Brent crude futures fell 47 cents, or 0.8%, to $55.61 a barrel
by 1030 GMT.
U.S. West Texas Intermediate (WTI) crude futures fell 43 cents,
or 0.8%, to $52.88 a barrel, following two days of gains on
expectations of massive COVID-19 relief spending under new U.S.
President Joe Biden.
U.S. crude oil inventories rose 2.6 million barrels in the week
to Jan. 15, according to data from industry group the American
Petroleum Institute, compared with analysts' forecasts in a
Reuters poll for a 1.2 million barrel fall. [API/S]
Official Energy Information Administration (EIA) inventory data
is due on Friday.
"If delayed EIA numbers tomorrow show a similar crude oil build,
it would be the first build seen since early December," analysts
at bank ING said.
Rising COVID-19 cases in China, the world's largest crude oil
importer, also weighed on prices.
Beijing plans to impose strict COVID testing requirements during
the Lunar New Year holiday season, when tens of millions of
people are expected to travel, as it battles the worst wave of
new infections since March 2020.
The commercial hub of Shanghai reported its first locally
transmitted cases in two months on Thursday.

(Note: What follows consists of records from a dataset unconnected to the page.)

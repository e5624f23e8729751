//! Persisted outputs.
//!
//! - [`csv`]: CSV with a leading row-index column, plain or gzip-compressed
//! - [`parquet`]: Parquet, one row group, no index column
//!
//! Both formats can be read back into a [`Table`] for a known [`crate::types::Schema`].

pub mod csv;
pub mod parquet;

pub use csv::{read_csv, write_csv, write_csv_gzip, write_csv_to_writer};
pub use parquet::{read_parquet, write_parquet};

use crate::types::{ColumnKind, DataType, Table, Value};

/// Replace every `Point` column with its `POINT (lon lat)` text, keeping the Geometry kind.
pub fn geometry_to_text(mut table: Table) -> Table {
    for idx in 0..table.column_count() {
        if table.schema.fields[idx].data_type != DataType::Point {
            continue;
        }
        for row in &mut table.rows {
            if let Value::Point(p) = row[idx] {
                row[idx] = Value::Utf8(p.to_string());
            }
        }
        let field = &mut table.schema.fields[idx];
        field.data_type = DataType::Utf8;
        field.kind = ColumnKind::Geometry;
    }
    table
}

#[cfg(test)]
mod tests {
    use super::*;
    use crate::types::{Field, LatLon, Schema};

    #[test]
    fn points_become_wkt_text() {
        let t = Table::new(
            Schema::new(vec![Field::new("geometry", DataType::Point)]),
            vec![vec![Value::Point(LatLon::new(49.1659, -123.9401))], vec![Value::Null]],
        );
        let out = geometry_to_text(t);
        let field = &out.schema.fields[0];
        assert_eq!(field.data_type, DataType::Utf8);
        assert_eq!(field.kind, ColumnKind::Geometry);
        assert_eq!(out.rows[0][0], Value::Utf8("POINT (-123.9401 49.1659)".into()));
        assert_eq!(out.rows[1][0], Value::Null);
    }
}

Elsewhere, new U.S. President Joe Biden's administration has
committed to curb carbon emissions and among his first actions
as president, Biden announced America's return to the Paris
climate accord and revoked a permit for the Keystone XL oil
pipeline project from Canada.
The administration is also committed to ending new oil and gas
leasing on federal lands.
The administration will also seek to lengthen and strengthen the
nuclear constraints on Iran through diplomacy and will be
raising the issue in early talks with foreign counterparts and
allies, according to the White House.